Hospital Pharmacies, Independent Pharmacies & Drug Stores, and Online pharmacies – Global Industry Analysis, Size, Share, Growth, Trends, and Forecast, 2017 – 2025

LONDON, March 13, 2018 /PRNewswire/ — Global Dry Eye Disease Market: Overview – News provided by ReportBuyer

Dry eye is an ocular disease caused due to insufficiency or lack of tears in eye. Tears made up of three layers viz. lipids, mucin and aqueous keep eye moist and lubricated. Lack of tears lead to redness, burning, sensing and pain in eye. Dry eye disease also known as Keratoconjuctivitis Sicca is a common phenomenon, which is estimated to have prevalence of 8% to 34% across the globe.

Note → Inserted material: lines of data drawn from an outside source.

//! `match` statements and their patterns.
//!
//! `match` and `case` are soft keywords: a line starting with `match` is a
//! match statement only if a subject, `':'` and a newline follow.

use shroud_ir::{
    Expr, ExprContext, ExprKind, MatchCase, Pattern, PatternKind, StmtKind, TokenKind,
};

use super::expr::tuple;
use crate::{ParseError, ParseErrorKind, Parser};

impl Parser<'_> {
    /// `None`, with the cursor restored, when the line is an ordinary
    /// statement such as `match = 1` or `match(x)`.
    pub(crate) fn try_parse_match(&mut self) -> Result<Option<StmtKind>, ParseError> {
        let checkpoint = self.cursor.position();
        self.advance();
        let subject = match self.parse_match_subject() {
            Ok(subject)
                if self.check(&TokenKind::Colon) && self.peek_kind(1) == &TokenKind::Newline =>
            {
                subject
            }
            _ => {
                self.cursor.set_position(checkpoint);
                return Ok(None);
            }
        };
        self.advance();
        self.advance();
        if !self.eat(&TokenKind::Indent) {
            return Err(ParseError::new(
                ParseErrorKind::ExpectedIndentedBlock,
                self.current_span(),
            ));
        }
        let mut cases = vec![self.parse_case()?];
        while !self.eat(&TokenKind::Dedent) {
            if self.check(&TokenKind::Eof) {
                break;
            }
            cases.push(self.parse_case()?);
        }
        Ok(Some(StmtKind::Match { subject, cases }))
    }

    /// `star_named_expression (',' star_named_expression)* [',']`
    fn parse_match_subject(&mut self) -> Result<Expr, ParseError> {
        let first = self.parse_star_named_expression()?;
        if !self.check(&TokenKind::Comma) {
            return Ok(first);
        }
        let mut elts = vec![first];
        while self.eat(&TokenKind::Comma) {
            if self.check(&TokenKind::Colon) {
                break;
            }
            elts.push(self.parse_star_named_expression()?);
        }
        Ok(tuple(elts))
    }

    /// `'case' patterns ['if' named_expression] block`
    fn parse_case(&mut self) -> Result<MatchCase, ParseError> {
        match self.current_kind() {
            TokenKind::Name(name) if name == "case" => {
                self.advance();
            }
            _ => return Err(self.unexpected("'case'")),
        }
        let pattern = self.parse_case_pattern()?;
        let guard = if self.eat(&TokenKind::If) {
            Some(self.parse_named_expression()?)
        } else {
            None
        };
        let body = self.parse_block()?;
        Ok(MatchCase {
            pattern,
            guard,
            body,
        })
    }

    /// A pattern, or an unbracketed sequence as in `case x, *rest:`.
    fn parse_case_pattern(&mut self) -> Result<Pattern, ParseError> {
        let first = self.parse_maybe_star_pattern()?;
        if !self.check(&TokenKind::Comma) {
            return Ok(first);
        }
        let start = first.span;
        let mut items = vec![first];
        while self.eat(&TokenKind::Comma) {
            if matches!(self.current_kind(), TokenKind::Colon | TokenKind::If) {
                break;
            }
            items.push(self.parse_maybe_star_pattern()?);
        }
        Ok(Pattern::new(
            PatternKind::Sequence(items),
            start.merge(self.previous_span()),
        ))
    }

    /// `or_pattern ['as' NAME]`
    fn parse_pattern(&mut self) -> Result<Pattern, ParseError> {
        let pattern = self.parse_or_pattern()?;
        if !self.eat(&TokenKind::As) {
            return Ok(pattern);
        }
        let name = self.expect_capture_name()?;
        let span = pattern.span.merge(self.previous_span());
        Ok(Pattern::new(
            PatternKind::As {
                pattern: Some(Box::new(pattern)),
                name: Some(name),
            },
            span,
        ))
    }

    fn parse_or_pattern(&mut self) -> Result<Pattern, ParseError> {
        let first = self.parse_closed_pattern()?;
        if !self.check(&TokenKind::Pipe) {
            return Ok(first);
        }
        let start = first.span;
        let mut alternatives = vec![first];
        while self.eat(&TokenKind::Pipe) {
            alternatives.push(self.parse_closed_pattern()?);
        }
        Ok(Pattern::new(
            PatternKind::Or(alternatives),
            start.merge(self.previous_span()),
        ))
    }

    /// Sequence element: `'*' NAME | pattern`
    fn parse_maybe_star_pattern(&mut self) -> Result<Pattern, ParseError> {
        if !self.check(&TokenKind::Star) {
            return self.parse_pattern();
        }
        let start = self.advance();
        let (name, end) = self.expect_name()?;
        Ok(Pattern::new(
            PatternKind::Star((name != "_").then_some(name)),
            start.merge(end),
        ))
    }

    fn parse_closed_pattern(&mut self) -> Result<Pattern, ParseError> {
        shroud_stack::ensure_sufficient_stack(|| {
            let start = self.current_span();
            let kind = match self.current_kind() {
                TokenKind::Name(_)
                    if matches!(self.peek_kind(1), TokenKind::Dot | TokenKind::LParen) =>
                {
                    return self.parse_value_or_class_pattern();
                }
                TokenKind::Name(name) => {
                    self.advance();
                    PatternKind::As {
                        pattern: None,
                        name: (name != "_").then(|| name.clone()),
                    }
                }
                // Signed and complex literals: `-1`, `1+2j`.
                TokenKind::Minus
                | TokenKind::Int(_)
                | TokenKind::Float(_)
                | TokenKind::Imaginary(_) => PatternKind::Value(self.parse_sum()?),
                TokenKind::Str(_) | TokenKind::Bytes(_) => PatternKind::Value(self.parse_strings()?),
                TokenKind::None | TokenKind::True | TokenKind::False => {
                    PatternKind::Value(self.parse_atom()?)
                }
                TokenKind::LParen => return self.parse_group_or_sequence_pattern(),
                TokenKind::LBracket => {
                    self.advance();
                    let items = self.parse_pattern_items(&TokenKind::RBracket)?;
                    self.expect(&TokenKind::RBracket, "']'")?;
                    PatternKind::Sequence(items)
                }
                TokenKind::LBrace => self.parse_mapping_pattern()?,
                _ => return Err(self.unexpected("pattern")),
            };
            Ok(Pattern::new(kind, start.merge(self.previous_span())))
        })
    }

    /// `a.b.c` value patterns and `Cls(p, attr=p)` class patterns.
    fn parse_value_or_class_pattern(&mut self) -> Result<Pattern, ParseError> {
        let start = self.current_span();
        let (id, span) = self.expect_name()?;
        let mut value = Expr::new(
            ExprKind::Name {
                id,
                ctx: ExprContext::Load,
            },
            span,
        );
        while self.eat(&TokenKind::Dot) {
            let (attr, attr_span) = self.expect_name()?;
            let span = value.span.merge(attr_span);
            value = Expr::new(
                ExprKind::Attribute {
                    value: Box::new(value),
                    attr,
                    ctx: ExprContext::Load,
                },
                span,
            );
        }
        if !self.eat(&TokenKind::LParen) {
            return Ok(Pattern::new(
                PatternKind::Value(value),
                start.merge(self.previous_span()),
            ));
        }

        let mut patterns = Vec::new();
        let mut kwd_attrs = Vec::new();
        let mut kwd_patterns = Vec::new();
        while !self.check(&TokenKind::RParen) {
            if let (TokenKind::Name(attr), TokenKind::Eq) = (self.current_kind(), self.peek_kind(1))
            {
                self.advance();
                self.advance();
                kwd_attrs.push(attr.clone());
                kwd_patterns.push(self.parse_pattern()?);
            } else if kwd_attrs.is_empty() {
                patterns.push(self.parse_pattern()?);
            } else {
                return Err(ParseError::new(
                    ParseErrorKind::InvalidPattern("positional patterns follow keyword patterns"),
                    self.current_span(),
                ));
            }
            if !self.eat(&TokenKind::Comma) {
                break;
            }
        }
        self.expect(&TokenKind::RParen, "')'")?;
        Ok(Pattern::new(
            PatternKind::Class {
                cls: value,
                patterns,
                kwd_attrs,
                kwd_patterns,
            },
            start.merge(self.previous_span()),
        ))
    }

    /// `(p)` is a group and yields `p` itself; `()`, `(p,)` and `(p, q)`
    /// are sequences.
    fn parse_group_or_sequence_pattern(&mut self) -> Result<Pattern, ParseError> {
        let start = self.advance();
        if self.eat(&TokenKind::RParen) {
            return Ok(Pattern::new(
                PatternKind::Sequence(Vec::new()),
                start.merge(self.previous_span()),
            ));
        }
        let first = self.parse_maybe_star_pattern()?;
        if !self.check(&TokenKind::Comma) && !matches!(first.kind, PatternKind::Star(_)) {
            self.expect(&TokenKind::RParen, "')'")?;
            return Ok(first);
        }
        let mut items = vec![first];
        while self.eat(&TokenKind::Comma) {
            if self.check(&TokenKind::RParen) {
                break;
            }
            items.push(self.parse_maybe_star_pattern()?);
        }
        self.expect(&TokenKind::RParen, "')'")?;
        Ok(Pattern::new(
            PatternKind::Sequence(items),
            start.merge(self.previous_span()),
        ))
    }

    fn parse_pattern_items(&mut self, close: &TokenKind) -> Result<Vec<Pattern>, ParseError> {
        let mut items = Vec::new();
        while !self.check(close) {
            items.push(self.parse_maybe_star_pattern()?);
            if !self.eat(&TokenKind::Comma) {
                break;
            }
        }
        Ok(items)
    }

    /// `{key: pattern, ..., **rest}`
    fn parse_mapping_pattern(&mut self) -> Result<PatternKind, ParseError> {
        self.advance();
        let mut keys = Vec::new();
        let mut patterns = Vec::new();
        let mut rest = None;
        while !self.check(&TokenKind::RBrace) {
            if rest.is_some() {
                return Err(self.unexpected("'}'"));
            }
            if self.eat(&TokenKind::DoubleStar) {
                rest = Some(self.expect_capture_name()?);
            } else {
                keys.push(self.parse_mapping_key()?);
                self.expect(&TokenKind::Colon, "':'")?;
                patterns.push(self.parse_pattern()?);
            }
            if !self.eat(&TokenKind::Comma) {
                break;
            }
        }
        self.expect(&TokenKind::RBrace, "'}'")?;
        Ok(PatternKind::Mapping {
            keys,
            patterns,
            rest,
        })
    }

    fn parse_mapping_key(&mut self) -> Result<Expr, ParseError> {
        if matches!(self.current_kind(), TokenKind::Name(_)) && self.peek_kind(1) != &TokenKind::Dot
        {
            return Err(self.unexpected("literal or dotted name"));
        }
        let key = self.parse_closed_pattern()?;
        match key.kind {
            PatternKind::Value(expr) => Ok(expr),
            _ => Err(ParseError::new(
                ParseErrorKind::InvalidPattern("mapping keys must be literals or dotted names"),
                key.span,
            )),
        }
    }

    fn expect_capture_name(&mut self) -> Result<String, ParseError> {
        if matches!(self.current_kind(), TokenKind::Name(name) if name == "_") {
            return Err(ParseError::new(
                ParseErrorKind::InvalidPattern("cannot use '_' as a target"),
                self.current_span(),
            ));
        }
        Ok(self.expect_name()?.0)
    }
}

Dry eye disease is categorized into evaporative dry eye disease and aqueous deficiency dry eye disease. Dry eye is a multifactorial disease, most of the currently approved prescription and currently approved dry eye treatment products are targeted to relief the signs and symptoms of dry eye disease. The choice of treatment depends upon the type and severity of dry eye disease.

Global Dry Eye Disease Market: Scope of the Study
Market revenue in terms of US$ Mn for the period between 2015 and 2025 along with the compound annual growth rate (CAGR %) from 2017 to 2025 are provided for all the segments, considering 2016 as the base year. Market related factors such as technological developments, product innovation, expansion of healthcare infrastructure facilities around the world, and historical year-on-year growth have been taken into consideration while estimating the market size.

Growth rates for each segment within the dry eye disease market have been determined after a thorough analysis of past trends, demographics, future trends, technological developments, product development life cycle, and regulatory requirements. These factors would help the market players to take strategic decisions in order to strengthen their positions and expand their share in the global market.

On the basis of products, the dry eye disease market is categorized into artificial tears, anti-inflammatory drugs, punctal plugs, secretagogue and others. The anti-inflammatory drugs segment is further classified into cyclosporine, corticosteroids and lifitegrast. While the others segment includes oral omega supplements, oral tetracycline and eye inserts. On the basis of distribution channel, the dry eye disease market is categorized into hospital pharmacies, independent pharmacies & drug stores and online pharmacies.

Global Dry Eye Disease Market: Competitive Outlook
The competition matrix section included in the report is likely to assist the existing players to increase their market shares and new companies to establish their presence in the dry eye disease market. Key companies profiled include Santen Pharmaceutical Co., Ltd., Novartis AG, Valeant Pharmaceuticals International, Inc., Allergan plc, Shire plc, TRB Chemedica International SA, Sun Pharmaceutical Industries Ltd., Senju Pharmaceutical Co., Ltd., Sentiss Pharma Pvt. Ltd., Johnson & Johnson, Otsuka Pharmaceutical Co., Ltd., Mitotech S.A. and FCI S.A.S.